Maybe not relevant, but ...
https://forum.loopypro.com/discussion/comment/1475820/#Comment_1475820
Add me on.
I'm with you 😎✌🏼
Thanks for the suggestion. I thought of that, so I turned up the amp attack, but the click still happens.
@dokwok2 said:
Well said!
I have all three Prophet 5 big hitters on desktop (Arturia, Softube and UHe) and used to play a P5 back in the day and this definitely has that character to me.
It’s quite awesome to have this on iOS.
I had a bit of a negative start, but personally I love tweaking this thing. I get all sorts of very interesting stuff for my Techno pleasures
Makes me think that the voice-stealing behaviour may not be “analogue” in style. That would mean envelopes switching into the attack stage but not resetting the current value (do not pass go, do not collect £200).

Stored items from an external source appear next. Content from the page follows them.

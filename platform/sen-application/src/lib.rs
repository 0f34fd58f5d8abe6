pub mod config;
pub mod data;
pub mod navigation;
pub mod settings;
pub mod timers;
pub mod views;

( @AnalogMatthew if you ever feel you could do with discussing analogue synth modulation behaviour feel free to message me, I implemented it for VSTs somewhen back in the previous millennium, though not touched for a decade or so. I can vaguely read schematics to derive original behaviour.)
Another bug… It seems you can still play chords in mono mode. Diads at least.

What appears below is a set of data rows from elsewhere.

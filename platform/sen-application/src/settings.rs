use crate::config::Config;
use sen_domain::value_objects::timeframe::Timeframe;
use std::time::Duration;

/// Settings in effect for the running session.
///
/// Built from the config at startup and replaced when the settings screen is
/// saved. Never written back to disk.
#[derive(Debug, Clone, PartialEq)]
pub struct SessionSettings {
    pub max_trades: u32,
    pub max_loss_percent: f64,
    pub default_balance: f64,
    pub server: String,
    pub login: String,
    pub refresh_interval: Duration,
    pub default_timeframe: Timeframe,
}

impl SessionSettings {
    pub fn from_config(config: &Config) -> Result<Self, String> {
        config.validate()?;
        let default_timeframe = Timeframe::parse(&config.display.default_timeframe)?;
        Ok(Self {
            max_trades: config.trading.max_trades,
            max_loss_percent: config.trading.max_loss_percent,
            default_balance: config.trading.default_balance,
            server: config.connection.server.clone(),
            login: config.connection.login.clone(),
            refresh_interval: Duration::from_millis(config.display.refresh_interval_ms),
            default_timeframe,
        })
    }
}

impl Default for SessionSettings {
    fn default() -> Self {
        Self {
            max_trades: 5,
            max_loss_percent: 3.0,
            default_balance: 1215.0,
            server: crate::config::DEFAULT_SERVER.to_string(),
            login: String::new(),
            refresh_interval: Duration::from_millis(crate::config::DEFAULT_REFRESH_INTERVAL_MS),
            default_timeframe: Timeframe::M5,
        }
    }
}

#[cfg(test)]
mod tests {
    use super::SessionSettings;
    use crate::config::Config;
    use sen_domain::value_objects::timeframe::Timeframe;
    use std::time::Duration;

    #[test]
    fn default_config_matches_default_session() {
        let settings = SessionSettings::from_config(&Config::default()).expect("settings");
        assert_eq!(settings, SessionSettings::default());
    }

    #[test]
    fn from_config_parses_display_section() {
        let mut config = Config::default();
        config.display.refresh_interval_ms = 250;
        config.display.default_timeframe = "h1".to_string();
        let settings = SessionSettings::from_config(&config).expect("settings");
        assert_eq!(settings.refresh_interval, Duration::from_millis(250));
        assert_eq!(settings.default_timeframe, Timeframe::H1);
    }
}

I’m not getting that. Init patch, turn on mono, play 2 notes, only 1 note sounds on mine. Same with legato on or off. Didn’t test any further.

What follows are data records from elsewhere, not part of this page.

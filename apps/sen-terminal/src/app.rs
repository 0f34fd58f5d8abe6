use crate::logging::SharedLogStore;
use crossterm::event::{Event as CtEvent, KeyCode, KeyEvent, KeyEventKind, KeyModifiers};
use sen_application::navigation::NavigationController;
use sen_application::views::settings_view::{SettingsField, SettingsView};
use sen_application::views::{ActiveView, ViewKind};
use std::time::{Duration, Instant};

pub enum AppEvent {
    Input(CtEvent),
}

pub struct App {
    pub title: String,
    pub version: String,
    pub nav: NavigationController,
    pub logs: SharedLogStore,
    pub dirty: bool,
    started_at: Instant,
    last_clock_second: u64,
}

impl App {
    pub fn new(
        title: String,
        version: String,
        nav: NavigationController,
        logs: SharedLogStore,
    ) -> Self {
        Self {
            title,
            version,
            nav,
            logs,
            dirty: true,
            started_at: Instant::now(),
            last_clock_second: 0,
        }
    }

    pub fn spawn_input_reader(&self, tx: tokio::sync::mpsc::UnboundedSender<AppEvent>) {
        std::thread::spawn(move || {
            while let Ok(event) = crossterm::event::read() {
                if tx.send(AppEvent::Input(event)).is_err() {
                    break;
                }
            }
        });
    }

    pub fn on_tick(&mut self) {
        let elapsed = self.started_at.elapsed();
        self.advance(elapsed);
    }

    /// Feeds session time to the timer queue. Redraws when a view refreshed
    /// or the header clock ticked over.
    pub fn advance(&mut self, elapsed: Duration) {
        if self.nav.advance_to(elapsed) > 0 {
            self.dirty = true;
        }
        let second = elapsed.as_secs();
        if second != self.last_clock_second {
            self.last_clock_second = second;
            self.dirty = true;
        }
    }

    /// Returns `Ok(true)` when the app should exit.
    pub fn on_event(&mut self, event: AppEvent) -> Result<bool, String> {
        match event {
            AppEvent::Input(CtEvent::Key(key)) => self.on_key(key),
            AppEvent::Input(CtEvent::Resize(_, _)) => {
                self.dirty = true;
                Ok(false)
            }
            AppEvent::Input(_) => Ok(false),
        }
    }

    fn on_key(&mut self, key: KeyEvent) -> Result<bool, String> {
        if key.kind == KeyEventKind::Release {
            return Ok(false);
        }
        if key.code == KeyCode::Char('c') && key.modifiers.contains(KeyModifiers::CONTROL) {
            return Ok(self.quit());
        }

        match key.code {
            KeyCode::F(1) => return Ok(self.show(ViewKind::Main)),
            KeyCode::F(2) => return Ok(self.show(ViewKind::Strategy)),
            KeyCode::F(3) => return Ok(self.show(ViewKind::Settings)),
            _ => {}
        }

        // The settings form takes plain characters as text, so digit and `q`
        // shortcuts only apply on the other screens.
        if self.nav.active_kind() == Some(ViewKind::Settings) {
            return Ok(self.handle_settings_keys(key));
        }

        match key.code {
            KeyCode::Char('q') => return Ok(self.quit()),
            KeyCode::Char('1') => return Ok(self.show(ViewKind::Main)),
            KeyCode::Char('2') => return Ok(self.show(ViewKind::Strategy)),
            KeyCode::Char('3') => return Ok(self.show(ViewKind::Settings)),
            _ => {}
        }

        match self.nav.active_mut() {
            Some(ActiveView::Main(view)) => {
                if key.code == KeyCode::Char(' ') {
                    view.toggle_trading();
                    self.dirty = true;
                }
            }
            Some(ActiveView::Strategy(view)) => {
                match key.code {
                    KeyCode::Char('a') => view.start_all(),
                    KeyCode::Char('s') => view.stop_all(),
                    KeyCode::Char('n') => view.add_strategy(),
                    KeyCode::Char('d') => view.remove_strategy(),
                    KeyCode::Up => view.select_prev(),
                    KeyCode::Down => view.select_next(),
                    _ => return Ok(false),
                }
                self.dirty = true;
            }
            Some(ActiveView::Settings(_)) | None => {}
        }
        Ok(false)
    }

    fn handle_settings_keys(&mut self, key: KeyEvent) -> bool {
        if key.code == KeyCode::Esc {
            return self.show(ViewKind::Main);
        }
        let Some(ActiveView::Settings(view)) = self.nav.active_mut() else {
            return false;
        };
        let saved = edit_settings(view, key);
        if let Some(settings) = saved {
            self.nav.apply_session_settings(settings);
        }
        self.dirty = true;
        false
    }

    fn show(&mut self, kind: ViewKind) -> bool {
        self.nav.show(kind);
        self.dirty = true;
        false
    }

    fn quit(&mut self) -> bool {
        tracing::info!("quit requested");
        self.nav.shutdown();
        true
    }
}

/// Applies one key to the settings form. Returns the saved settings when the
/// key triggered a successful save.
fn edit_settings(
    view: &mut SettingsView,
    key: KeyEvent,
) -> Option<sen_application::settings::SessionSettings> {
    let ctrl = key.modifiers.contains(KeyModifiers::CONTROL);
    match key.code {
        KeyCode::Enter => return view.save(),
        KeyCode::Char('s') if ctrl => return view.save(),
        KeyCode::Char('r') if ctrl => {
            view.reset();
            return None;
        }
        _ => {}
    }

    let form = view.form_mut()?;
    let on_timeframe = form.selected == SettingsField::DefaultTimeframe;
    match key.code {
        KeyCode::Up | KeyCode::BackTab => form.select_prev(),
        KeyCode::Down | KeyCode::Tab => form.select_next(),
        KeyCode::Left if on_timeframe => form.cycle_timeframe(false),
        KeyCode::Right if on_timeframe => form.cycle_timeframe(true),
        code => {
            if let Some(input) = form.selected_input_mut() {
                match code {
                    KeyCode::Left => input.move_left(),
                    KeyCode::Right => input.move_right(),
                    KeyCode::Backspace => input.backspace(),
                    KeyCode::Delete => input.delete(),
                    KeyCode::Char(ch) if !ctrl => input.insert_char(ch),
                    _ => {}
                }
            }
        }
    }
    None
}

#[cfg(test)]
mod tests {
    use super::{App, AppEvent};
    use crate::bootstrap::build_controller;
    use crate::logging::LogStore;
    use crossterm::event::{Event, KeyCode, KeyEvent, KeyModifiers};
    use sen_application::config::Config;
    use sen_application::views::{ActiveView, ViewKind};
    use sen_domain::value_objects::strategy::StrategyStatus;
    use std::sync::Arc;
    use std::time::Duration;

    fn make_app() -> App {
        let mut nav = build_controller(&Config::default(), Some(3)).unwrap();
        nav.show(ViewKind::Main);
        App::new(
            "SEN TRADING SYSTEM".to_string(),
            "1.0.0".to_string(),
            nav,
            Arc::new(parking_lot::Mutex::new(LogStore::new(10))),
        )
    }

    fn press(app: &mut App, code: KeyCode) -> bool {
        press_with(app, code, KeyModifiers::NONE)
    }

    fn press_with(app: &mut App, code: KeyCode, modifiers: KeyModifiers) -> bool {
        app.on_event(AppEvent::Input(Event::Key(KeyEvent::new(code, modifiers))))
            .unwrap()
    }

    #[test]
    fn number_and_function_keys_switch_screens() {
        let mut app = make_app();
        assert!(!press(&mut app, KeyCode::Char('2')));
        assert_eq!(app.nav.active_kind(), Some(ViewKind::Strategy));
        press(&mut app, KeyCode::F(3));
        assert_eq!(app.nav.active_kind(), Some(ViewKind::Settings));
        press(&mut app, KeyCode::F(1));
        assert_eq!(app.nav.active_kind(), Some(ViewKind::Main));
    }

    #[test]
    fn quit_unmounts_active_screen() {
        let mut app = make_app();
        assert!(press(&mut app, KeyCode::Char('q')));
        assert!(app.nav.active().is_none());
        assert_eq!(app.nav.pending_timers(), 0);

        let mut app = make_app();
        assert!(press_with(&mut app, KeyCode::Char('c'), KeyModifiers::CONTROL));
    }

    #[test]
    fn strategy_keys_drive_bulk_actions() {
        let mut app = make_app();
        press(&mut app, KeyCode::Char('2'));
        press(&mut app, KeyCode::Char('s'));
        assert!(app
            .nav
            .data()
            .lock()
            .strategies()
            .iter()
            .all(|s| s.status == StrategyStatus::Inactive));
        press(&mut app, KeyCode::Char('a'));
        assert!(app
            .nav
            .data()
            .lock()
            .strategies()
            .iter()
            .all(|s| s.status == StrategyStatus::Active));
    }

    #[test]
    fn settings_typing_does_not_navigate_and_save_applies_interval() {
        let mut app = make_app();
        press(&mut app, KeyCode::Char('3'));
        for _ in 0..6 {
            press(&mut app, KeyCode::Down);
        }
        for _ in 0..4 {
            press(&mut app, KeyCode::Backspace);
        }
        press(&mut app, KeyCode::Char('2'));
        press(&mut app, KeyCode::Char('5'));
        press(&mut app, KeyCode::Char('0'));
        assert_eq!(app.nav.active_kind(), Some(ViewKind::Settings));

        press(&mut app, KeyCode::Enter);
        assert_eq!(
            app.nav.session_settings().refresh_interval,
            Duration::from_millis(250)
        );
        match app.nav.active() {
            Some(ActiveView::Settings(view)) => {
                assert_eq!(view.notice().unwrap().text, "Settings saved successfully!")
            }
            _ => panic!("settings view expected"),
        }

        press(&mut app, KeyCode::Esc);
        assert_eq!(app.nav.active_kind(), Some(ViewKind::Main));
        assert_eq!(app.nav.next_deadline(), Some(Duration::from_millis(250)));
    }

    #[test]
    fn advance_marks_dirty_only_on_refresh_or_new_second() {
        let mut app = make_app();
        app.dirty = false;
        app.advance(Duration::from_millis(500));
        assert!(!app.dirty);
        app.advance(Duration::from_millis(1000));
        assert!(app.dirty);
        match app.nav.active() {
            Some(ActiveView::Main(view)) => assert_eq!(view.refresh_count(), 2),
            _ => panic!("main view expected"),
        }
    }
}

isn't this super easy to solve by allocating few hidden "dying voices" with small size fade out ? Then you just send the voices which should "die" there to fade them out quickly ?
To be precise, my synth allocates 8 "dying voices" - if you get voice stealing it shifts stolen voice into that "dying voices pool" and applies 6ms fade using vDSP_vrampmuladd on it (so it is really cheap on CPU).. in genral i use on all Gain, pan, level, the dying fade vDSP_vramp* to avoid clicks .. works like a charm
No, because an actual analogue only has a small fixed number of voices, so doesn’t behave how you’d implement in digital. Which produces a different result.
Ah yes, you are true.
I always preffered emulations which emulates oscillators, filters (epecially drive on highreson), a bit of randomness on VCA, filter, tunning of ocillators - but skip the "bad" part of analogs like clicks on evnelopes, noise, too much detuning and so on. Why intentionally broke plugins ? Best from both worlds is the way imho. But that's just me.
+1 for “emulations” improving upon the old hardware.
Yeah, lets get all those pesky drifting oscillators, nasty self-oscillating filters, imperfect key tracking, unstable power supplies, and non mathematical responding envelopes outta here! Start coding those kinds of things in there and the next thing you'll see is ... distorting guitar amps, all that crap like tape degradation, vinyl scratching, console saturation ... it will never end.
Character deserves to be firmly buried in the past.
I get the sarcasm. But I don't understand why @dendy's "Best from both worlds is the way imho." isn't the way to go: Preserve the character but avoid replicating the actually bad parts.
I mean, doesn't Pro A5 actually improve on the A5 by offering ten voices? Is anyone going to boycott the Pro A5 because of that improvement? Doesn't the Pro A5 also add option of a "modern smooth filter"? And effects that weren't in original?. . .
I could be wrong, but don't most of the acknowledged best VA synths achieve character without the actually bad parts? Or, at least provide the option of avoiding or tweaking the possibly "bad" parts? E.g., don't most VA synths allow you to adjust the amount of oscillator drift that will be applied?
In particular, is there some confusion regarding the filter issue @dendy highlights in the Pro A5? Is the undesired behavior with high resonance in Pro A5 a result of accurately emulating the A5? Or is it a defect, with the stepping of an actual A5 being different?
[deleted duplicate post]
Not exactly sarcasm @hes. More like (attempted) light hearted irony, but with a tiny bit of truth tucked away in it.
I mean, if someone sets out for nostalgic purposes to make a lovingly accurate representation of something idiosyncratic, there's nothing wrong with that. If someone sets out to make a recreation inspired by an original, but improving on the original's shortcomings, that's great too. We're all free to like or dislike the results for our own reasons.